TASK TO COMPLETE ▸ Whichever lines of the entries hold the word "Duration" should be identified and copied.

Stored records
-- Opening Marker --

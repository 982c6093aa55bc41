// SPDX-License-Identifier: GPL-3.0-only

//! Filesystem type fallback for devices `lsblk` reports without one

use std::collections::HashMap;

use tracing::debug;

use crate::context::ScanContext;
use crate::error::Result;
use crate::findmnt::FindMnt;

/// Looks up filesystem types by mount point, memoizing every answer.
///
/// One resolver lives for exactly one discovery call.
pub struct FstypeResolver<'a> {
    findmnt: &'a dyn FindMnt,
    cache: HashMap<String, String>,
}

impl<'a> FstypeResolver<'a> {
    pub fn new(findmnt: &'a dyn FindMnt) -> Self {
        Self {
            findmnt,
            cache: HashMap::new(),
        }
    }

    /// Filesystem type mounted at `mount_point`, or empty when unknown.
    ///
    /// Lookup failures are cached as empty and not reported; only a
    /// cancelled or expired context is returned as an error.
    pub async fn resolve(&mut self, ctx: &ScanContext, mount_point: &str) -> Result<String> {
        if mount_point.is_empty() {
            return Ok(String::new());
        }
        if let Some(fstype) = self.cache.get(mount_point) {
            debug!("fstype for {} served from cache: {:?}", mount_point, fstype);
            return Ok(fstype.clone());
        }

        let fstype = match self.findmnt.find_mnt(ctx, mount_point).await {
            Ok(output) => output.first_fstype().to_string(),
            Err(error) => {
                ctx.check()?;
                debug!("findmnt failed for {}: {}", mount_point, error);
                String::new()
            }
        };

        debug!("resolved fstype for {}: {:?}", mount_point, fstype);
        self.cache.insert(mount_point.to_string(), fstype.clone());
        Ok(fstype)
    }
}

-- Closing Marker --
-- Opening Marker --

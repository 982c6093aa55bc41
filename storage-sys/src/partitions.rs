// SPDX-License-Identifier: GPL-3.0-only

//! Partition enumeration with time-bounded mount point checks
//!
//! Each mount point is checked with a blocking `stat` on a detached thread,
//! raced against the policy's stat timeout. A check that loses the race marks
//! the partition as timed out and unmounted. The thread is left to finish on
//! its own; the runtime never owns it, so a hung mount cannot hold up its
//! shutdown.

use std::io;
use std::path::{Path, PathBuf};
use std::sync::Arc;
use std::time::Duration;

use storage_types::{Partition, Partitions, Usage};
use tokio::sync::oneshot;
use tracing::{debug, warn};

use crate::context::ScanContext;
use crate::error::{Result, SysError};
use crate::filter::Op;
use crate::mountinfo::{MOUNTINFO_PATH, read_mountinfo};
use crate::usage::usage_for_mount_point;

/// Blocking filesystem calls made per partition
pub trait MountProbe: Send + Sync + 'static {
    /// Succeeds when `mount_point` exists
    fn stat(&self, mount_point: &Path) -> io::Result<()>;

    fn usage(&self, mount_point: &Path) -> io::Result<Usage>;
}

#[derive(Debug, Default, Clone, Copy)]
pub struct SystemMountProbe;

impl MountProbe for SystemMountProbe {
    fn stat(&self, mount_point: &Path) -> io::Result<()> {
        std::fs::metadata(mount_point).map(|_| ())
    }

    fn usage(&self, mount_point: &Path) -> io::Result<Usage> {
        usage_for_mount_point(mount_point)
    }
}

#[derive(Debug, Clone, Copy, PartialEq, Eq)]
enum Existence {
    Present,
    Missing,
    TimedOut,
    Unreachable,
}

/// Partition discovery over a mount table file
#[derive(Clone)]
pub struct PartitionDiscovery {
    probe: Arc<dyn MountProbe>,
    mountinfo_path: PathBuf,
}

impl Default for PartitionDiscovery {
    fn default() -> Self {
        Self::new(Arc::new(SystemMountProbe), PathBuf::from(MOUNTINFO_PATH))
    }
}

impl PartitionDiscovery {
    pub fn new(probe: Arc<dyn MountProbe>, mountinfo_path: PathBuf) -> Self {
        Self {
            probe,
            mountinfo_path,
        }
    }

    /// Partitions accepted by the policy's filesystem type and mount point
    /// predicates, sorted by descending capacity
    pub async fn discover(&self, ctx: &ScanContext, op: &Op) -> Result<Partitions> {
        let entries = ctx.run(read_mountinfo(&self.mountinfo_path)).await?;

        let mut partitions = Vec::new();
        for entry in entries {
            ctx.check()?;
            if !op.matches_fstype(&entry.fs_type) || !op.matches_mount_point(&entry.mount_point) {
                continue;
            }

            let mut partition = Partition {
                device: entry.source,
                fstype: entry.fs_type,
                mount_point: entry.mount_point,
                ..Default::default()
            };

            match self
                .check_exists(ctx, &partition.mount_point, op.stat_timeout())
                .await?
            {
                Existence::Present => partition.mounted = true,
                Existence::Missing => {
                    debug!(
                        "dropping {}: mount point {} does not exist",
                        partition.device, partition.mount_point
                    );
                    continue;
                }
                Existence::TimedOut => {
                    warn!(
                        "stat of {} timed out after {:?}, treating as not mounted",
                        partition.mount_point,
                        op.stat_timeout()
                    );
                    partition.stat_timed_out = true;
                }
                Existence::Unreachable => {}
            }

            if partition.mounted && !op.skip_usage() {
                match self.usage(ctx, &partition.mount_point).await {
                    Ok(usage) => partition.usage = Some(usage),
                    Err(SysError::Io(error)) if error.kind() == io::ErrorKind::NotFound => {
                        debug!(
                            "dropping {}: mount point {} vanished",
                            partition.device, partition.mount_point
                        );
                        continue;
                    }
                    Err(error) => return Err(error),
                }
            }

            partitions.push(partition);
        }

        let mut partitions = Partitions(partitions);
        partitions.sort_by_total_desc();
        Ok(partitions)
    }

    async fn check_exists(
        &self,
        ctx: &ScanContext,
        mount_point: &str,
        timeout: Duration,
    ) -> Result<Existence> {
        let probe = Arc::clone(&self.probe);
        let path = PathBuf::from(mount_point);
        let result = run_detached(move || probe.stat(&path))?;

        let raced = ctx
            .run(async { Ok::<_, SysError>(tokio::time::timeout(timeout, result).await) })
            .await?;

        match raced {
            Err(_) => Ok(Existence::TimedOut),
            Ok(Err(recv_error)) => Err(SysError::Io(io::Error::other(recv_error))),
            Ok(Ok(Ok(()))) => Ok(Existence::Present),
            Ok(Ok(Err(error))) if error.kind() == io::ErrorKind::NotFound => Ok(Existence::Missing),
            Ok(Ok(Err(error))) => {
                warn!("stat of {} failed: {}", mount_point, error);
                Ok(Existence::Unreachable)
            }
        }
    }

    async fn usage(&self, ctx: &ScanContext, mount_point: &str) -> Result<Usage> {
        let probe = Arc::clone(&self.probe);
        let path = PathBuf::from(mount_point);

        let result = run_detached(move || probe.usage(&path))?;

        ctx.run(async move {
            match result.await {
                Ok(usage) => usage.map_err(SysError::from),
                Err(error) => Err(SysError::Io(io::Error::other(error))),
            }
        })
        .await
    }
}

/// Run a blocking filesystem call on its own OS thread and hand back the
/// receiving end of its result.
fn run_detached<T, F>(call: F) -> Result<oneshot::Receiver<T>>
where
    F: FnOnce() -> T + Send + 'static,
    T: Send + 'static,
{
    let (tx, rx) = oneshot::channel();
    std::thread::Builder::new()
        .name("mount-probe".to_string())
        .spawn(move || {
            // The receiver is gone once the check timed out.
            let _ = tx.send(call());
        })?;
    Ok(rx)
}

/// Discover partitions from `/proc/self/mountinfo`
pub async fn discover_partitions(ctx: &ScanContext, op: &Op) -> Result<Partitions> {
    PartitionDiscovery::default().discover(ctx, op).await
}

-- Closing Marker --
-- Opening Marker --

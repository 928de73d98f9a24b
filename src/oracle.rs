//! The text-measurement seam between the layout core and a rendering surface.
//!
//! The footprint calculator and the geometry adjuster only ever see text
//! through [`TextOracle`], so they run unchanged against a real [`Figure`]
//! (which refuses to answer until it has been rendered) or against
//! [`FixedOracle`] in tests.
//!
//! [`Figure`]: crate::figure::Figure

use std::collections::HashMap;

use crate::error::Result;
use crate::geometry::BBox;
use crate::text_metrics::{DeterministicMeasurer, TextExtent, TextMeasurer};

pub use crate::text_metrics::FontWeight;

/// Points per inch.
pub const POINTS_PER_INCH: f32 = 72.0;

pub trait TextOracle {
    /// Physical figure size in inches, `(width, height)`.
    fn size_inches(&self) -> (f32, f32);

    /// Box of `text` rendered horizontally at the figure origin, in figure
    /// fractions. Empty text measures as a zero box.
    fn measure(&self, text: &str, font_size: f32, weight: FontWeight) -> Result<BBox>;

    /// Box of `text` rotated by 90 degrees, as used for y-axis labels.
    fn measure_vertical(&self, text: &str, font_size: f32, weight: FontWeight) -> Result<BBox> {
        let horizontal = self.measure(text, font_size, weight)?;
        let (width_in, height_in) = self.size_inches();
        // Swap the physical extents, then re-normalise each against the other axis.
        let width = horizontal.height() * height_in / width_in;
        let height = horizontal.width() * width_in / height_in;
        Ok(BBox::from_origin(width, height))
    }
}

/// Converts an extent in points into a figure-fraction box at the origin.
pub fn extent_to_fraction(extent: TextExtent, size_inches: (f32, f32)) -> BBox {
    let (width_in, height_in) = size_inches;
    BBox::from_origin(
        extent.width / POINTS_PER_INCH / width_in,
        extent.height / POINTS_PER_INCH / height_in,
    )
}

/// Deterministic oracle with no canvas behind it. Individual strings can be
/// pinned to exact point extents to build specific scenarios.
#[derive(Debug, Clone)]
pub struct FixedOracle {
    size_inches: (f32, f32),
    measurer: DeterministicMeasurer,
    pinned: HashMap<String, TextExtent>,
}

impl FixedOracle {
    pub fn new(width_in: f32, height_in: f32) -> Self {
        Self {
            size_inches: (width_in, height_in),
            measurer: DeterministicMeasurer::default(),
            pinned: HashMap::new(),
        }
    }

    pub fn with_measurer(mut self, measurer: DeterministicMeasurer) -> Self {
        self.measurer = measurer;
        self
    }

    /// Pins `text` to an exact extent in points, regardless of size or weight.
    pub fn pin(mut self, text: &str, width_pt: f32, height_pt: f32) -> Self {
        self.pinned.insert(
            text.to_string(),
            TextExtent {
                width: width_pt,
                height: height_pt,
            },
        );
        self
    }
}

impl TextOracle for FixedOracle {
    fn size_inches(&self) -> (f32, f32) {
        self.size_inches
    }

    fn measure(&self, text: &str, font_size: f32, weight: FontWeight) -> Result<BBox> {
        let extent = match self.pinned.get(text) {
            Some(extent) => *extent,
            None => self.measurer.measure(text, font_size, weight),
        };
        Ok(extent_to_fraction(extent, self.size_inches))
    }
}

-- Closing Marker --

ANSWER ▸
use std::time::Duration;
        timeout: Duration,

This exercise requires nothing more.